(Extracted records)
>>>>

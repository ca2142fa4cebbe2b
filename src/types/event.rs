//! Compact edit events and per-page traces.
//!
//! ## Line Format
//!
//! ```text
//! Anarchism
//! ^^^_2019-05-17T01:24:12Z 0 493 JJMC89
//! ^^^_2019-05-16T22:03:51Z 1 488 203.0.113.9
//! ```
//!
//! A title line opens a page; every following marker line is one edit,
//! newest first.

use serde::{Deserialize, Serialize};
use std::fmt;

use super::page::EditorId;

/// Prefix that distinguishes an event line from a title line.
pub const TRACE_MARKER: &str = "^^^_";

/// Why an event line could not be parsed.
#[derive(Debug, Clone, PartialEq, Eq, thiserror::Error)]
pub enum EventParseError {
    /// Line does not start with the event marker.
    #[error("missing event marker")]
    MissingMarker,
    /// Wrong number of whitespace-separated fields.
    #[error("expected 4 fields, found {0}")]
    FieldCount(usize),
    /// Revert flag is not `0` or `1`.
    #[error("invalid revert flag: {0}")]
    RevertFlag(String),
    /// Content id is not a positive integer.
    #[error("invalid content id: {0}")]
    ContentId(String),
}

/// One edit of a page in compact form.
#[derive(Debug, Clone, PartialEq, Eq, Serialize, Deserialize)]
pub struct CompactEvent {
    /// Timestamp as written in the dump (ISO-8601).
    pub timestamp: String,
    /// Whether the content matches an earlier revision of the page.
    pub reverted: bool,
    /// Per-page content id, 1-based in first-seen order.
    pub content_id: u32,
    /// Editor who made the edit.
    pub editor: EditorId,
}

impl CompactEvent {
    /// Parse a marker line (trailing whitespace ignored).
    pub fn parse_line(line: &str) -> Result<Self, EventParseError> {
        let body = line
            .strip_prefix(TRACE_MARKER)
            .ok_or(EventParseError::MissingMarker)?;
        let fields: Vec<&str> = body.split_whitespace().collect();
        if fields.len() != 4 {
            return Err(EventParseError::FieldCount(fields.len()));
        }

        let reverted = match fields[1] {
            "0" => false,
            "1" => true,
            other => return Err(EventParseError::RevertFlag(other.to_string())),
        };
        let content_id = fields[2]
            .parse::<u32>()
            .ok()
            .filter(|id| *id > 0)
            .ok_or_else(|| EventParseError::ContentId(fields[2].to_string()))?;
        // split_whitespace guarantees a non-empty token
        let editor = EditorId::new(fields[3]).ok_or(EventParseError::FieldCount(3))?;

        Ok(Self {
            timestamp: fields[0].to_string(),
            reverted,
            content_id,
            editor,
        })
    }

    /// Check whether a raw line is an event line.
    pub fn is_event_line(line: &str) -> bool {
        line.starts_with(TRACE_MARKER)
    }
}

impl fmt::Display for CompactEvent {
    fn fmt(&self, f: &mut fmt::Formatter<'_>) -> fmt::Result {
        write!(
            f,
            "{}{} {} {} {}",
            TRACE_MARKER,
            self.timestamp,
            u8::from(self.reverted),
            self.content_id,
            self.editor
        )
    }
}

/// The compact history of one page.
///
/// `events` are in ascending chronological order. The on-disk form is
/// newest-first; the trace reader and writer do the reversal.
#[derive(Debug, Clone, PartialEq, Eq, Default, Serialize, Deserialize)]
pub struct PageTrace {
    /// Page title.
    pub title: String,
    /// Edits, oldest first.
    pub events: Vec<CompactEvent>,
}

impl PageTrace {
    /// Create an empty trace for a title.
    pub fn new(title: impl Into<String>) -> Self {
        Self {
            title: title.into(),
            events: Vec::new(),
        }
    }

    /// Number of edits.
    pub fn len(&self) -> usize {
        self.events.len()
    }

    /// Check if the trace has no edits.
    pub fn is_empty(&self) -> bool {
        self.events.is_empty()
    }

    /// Edits newest first, as they are persisted.
    pub fn newest_first(&self) -> impl Iterator<Item = &CompactEvent> {
        self.events.iter().rev()
    }
}

#[cfg(test)]
mod tests {
    use super::*;

    fn event(ts: &str, reverted: bool, id: u32, editor: &str) -> CompactEvent {
        CompactEvent {
            timestamp: ts.to_string(),
            reverted,
            content_id: id,
            editor: EditorId::new(editor).unwrap(),
        }
    }

    #[test]
    fn test_display_line() {
        let e = event("2019-05-17T01:24:12Z", false, 493, "JJMC89");
        assert_eq!(e.to_string(), "^^^_2019-05-17T01:24:12Z 0 493 JJMC89");

        let r = event("2019-05-17T01:24:12Z", true, 2, "Some_User");
        assert_eq!(r.to_string(), "^^^_2019-05-17T01:24:12Z 1 2 Some_User");
    }

    #[test]
    fn test_parse_line() {
        let e = CompactEvent::parse_line("^^^_2019-05-17T01:24:12Z 1 488 203.0.113.9\n").unwrap();
        assert_eq!(e, event("2019-05-17T01:24:12Z", true, 488, "203.0.113.9"));
    }

    #[test]
    fn test_parse_rejects_bad_lines() {
        assert_eq!(
            CompactEvent::parse_line("Anarchism"),
            Err(EventParseError::MissingMarker)
        );
        assert_eq!(
            CompactEvent::parse_line("^^^_2019-05-17T01:24:12Z 0 4"),
            Err(EventParseError::FieldCount(3))
        );
        assert!(matches!(
            CompactEvent::parse_line("^^^_2019-05-17T01:24:12Z 2 4 A"),
            Err(EventParseError::RevertFlag(_))
        ));
        assert!(matches!(
            CompactEvent::parse_line("^^^_2019-05-17T01:24:12Z 0 0 A"),
            Err(EventParseError::ContentId(_))
        ));
        assert!(matches!(
            CompactEvent::parse_line("^^^_2019-05-17T01:24:12Z 0 x A"),
            Err(EventParseError::ContentId(_))
        ));
    }

    #[test]
    fn test_newest_first() {
        let mut trace = PageTrace::new("Page");
        trace.events.push(event("2001-01-01T00:00:00Z", false, 1, "A"));
        trace.events.push(event("2002-01-01T00:00:00Z", false, 2, "B"));

        let order: Vec<u32> = trace.newest_first().map(|e| e.content_id).collect();
        assert_eq!(order, vec![2, 1]);
    }
}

<<<<

### [What to produce]
Go through the records and print each one exactly.

### [Exercise result]
repository ca2142fa4cebbe2b
filename src/types/event.rs
//! Compact edit events and per-page traces.
//!
//! ## Line Format
//!
//! ```text
//! Anarchism
//! ^^^_2019-05-17T01:24:12Z 0 493 JJMC89
//! ^^^_2019-05-16T22:03:51Z 1 488 203.0.113.9
//! ```
//!
//! A title line opens a page; every following marker line is one edit,
//! newest first.

use serde::{Deserialize, Serialize};
use std::fmt;

use super::page::EditorId;

/// Prefix that distinguishes an event line from a title line.
pub const TRACE_MARKER: &str = "^^^_";

/// Why an event line could not be parsed.
#[derive(Debug, Clone, PartialEq, Eq, thiserror::Error)]
pub enum EventParseError {
    /// Line does not start with the event marker.
    #[error("missing event marker")]
    MissingMarker,
    /// Wrong number of whitespace-separated fields.
    #[error("expected 4 fields, found {0}")]
    FieldCount(usize),
    /// Revert flag is not `0` or `1`.
    #[error("invalid revert flag: {0}")]
    RevertFlag(String),
    /// Content id is not a positive integer.
    #[error("invalid content id: {0}")]
    ContentId(String),
}

/// One edit of a page in compact form.
#[derive(Debug, Clone, PartialEq, Eq, Serialize, Deserialize)]
pub struct CompactEvent {
    /// Timestamp as written in the dump (ISO-8601).
    pub timestamp: String,
    /// Whether the content matches an earlier revision of the page.
    pub reverted: bool,
    /// Per-page content id, 1-based in first-seen order.
    pub content_id: u32,
    /// Editor who made the edit.
    pub editor: EditorId,
}

impl CompactEvent {
    /// Parse a marker line (trailing whitespace ignored).
    pub fn parse_line(line: &str) -> Result<Self, EventParseError> {
        let body = line
            .strip_prefix(TRACE_MARKER)
            .ok_or(EventParseError::MissingMarker)?;
        let fields: Vec<&str> = body.split_whitespace().collect();
        if fields.len() != 4 {
            return Err(EventParseError::FieldCount(fields.len()));
        }

        let reverted = match fields[1] {
            "0" => false,
            "1" => true,
            other => return Err(EventParseError::RevertFlag(other.to_string())),
        };
        let content_id = fields[2]
            .parse::<u32>()
            .ok()
            .filter(|id| *id > 0)
            .ok_or_else(|| EventParseError::ContentId(fields[2].to_string()))?;
        // split_whitespace guarantees a non-empty token
        let editor = EditorId::new(fields[3]).ok_or(EventParseError::FieldCount(3))?;

        Ok(Self {
            timestamp: fields[0].to_string(),
            reverted,
            content_id,
            editor,
        })
    }

    /// Check whether a raw line is an event line.
    pub fn is_event_line(line: &str) -> bool {
        line.starts_with(TRACE_MARKER)
    }
}

impl fmt::Display for CompactEvent {
    fn fmt(&self, f: &mut fmt::Formatter<'_>) -> fmt::Result {
        write!(
            f,
            "{}{} {} {} {}",
            TRACE_MARKER,
            self.timestamp,
            u8::from(self.reverted),
            self.content_id,
            self.editor
        )
    }
}

/// The compact history of one page.
///
/// `events` are in ascending chronological order. The on-disk form is
/// newest-first; the trace reader and writer do the reversal.
#[derive(Debug, Clone, PartialEq, Eq, Default, Serialize, Deserialize)]
pub struct PageTrace {
    /// Page title.
    pub title: String,
    /// Edits, oldest first.
    pub events: Vec<CompactEvent>,
}

impl PageTrace {
    /// Create an empty trace for a title.
    pub fn new(title: impl Into<String>) -> Self {
        Self {
            title: title.into(),
            events: Vec::new(),
        }
    }

    /// Number of edits.
    pub fn len(&self) -> usize {
        self.events.len()
    }

    /// Check if the trace has no edits.
    pub fn is_empty(&self) -> bool {
        self.events.is_empty()
    }

    /// Edits newest first, as they are persisted.
    pub fn newest_first(&self) -> impl Iterator<Item = &CompactEvent> {
        self.events.iter().rev()
    }
}

#[cfg(test)]
mod tests {
    use super::*;

    fn event(ts: &str, reverted: bool, id: u32, editor: &str) -> CompactEvent {
        CompactEvent {
            timestamp: ts.to_string(),
            reverted,
            content_id: id,
            editor: EditorId::new(editor).unwrap(),
        }
    }

    #[test]
    fn test_display_line() {
        let e = event("2019-05-17T01:24:12Z", false, 493, "JJMC89");
        assert_eq!(e.to_string(), "^^^_2019-05-17T01:24:12Z 0 493 JJMC89");

        let r = event("2019-05-17T01:24:12Z", true, 2, "Some_User");
        assert_eq!(r.to_string(), "^^^_2019-05-17T01:24:12Z 1 2 Some_User");
    }

    #[test]
    fn test_parse_line() {
        let e = CompactEvent::parse_line("^^^_2019-05-17T01:24:12Z 1 488 203.0.113.9\n").unwrap();
        assert_eq!(e, event("2019-05-17T01:24:12Z", true, 488, "203.0.113.9"));
    }

    #[test]
    fn test_parse_rejects_bad_lines() {
        assert_eq!(
            CompactEvent::parse_line("Anarchism"),
            Err(EventParseError::MissingMarker)
        );
        assert_eq!(
            CompactEvent::parse_line("^^^_2019-05-17T01:24:12Z 0 4"),
            Err(EventParseError::FieldCount(3))
        );
        assert!(matches!(
            CompactEvent::parse_line("^^^_2019-05-17T01:24:12Z 2 4 A"),
            Err(EventParseError::RevertFlag(_))
        ));
        assert!(matches!(
            CompactEvent::parse_line("^^^_2019-05-17T01:24:12Z 0 0 A"),
            Err(EventParseError::ContentId(_))
        ));
        assert!(matches!(
            CompactEvent::parse_line("^^^_2019-05-17T01:24:12Z 0 x A"),
            Err(EventParseError::ContentId(_))
        ));
    }

    #[test]
    fn test_newest_first() {
        let mut trace = PageTrace::new("Page");
        trace.events.push(event("2001-01-01T00:00:00Z", false, 1, "A"));
        trace.events.push(event("2002-01-01T00:00:00Z", false, 2, "B"));

        let order: Vec<u32> = trace.newest_first().map(|e| e.content_id).collect();
        assert_eq!(order, vec![2, 1]);
    }
}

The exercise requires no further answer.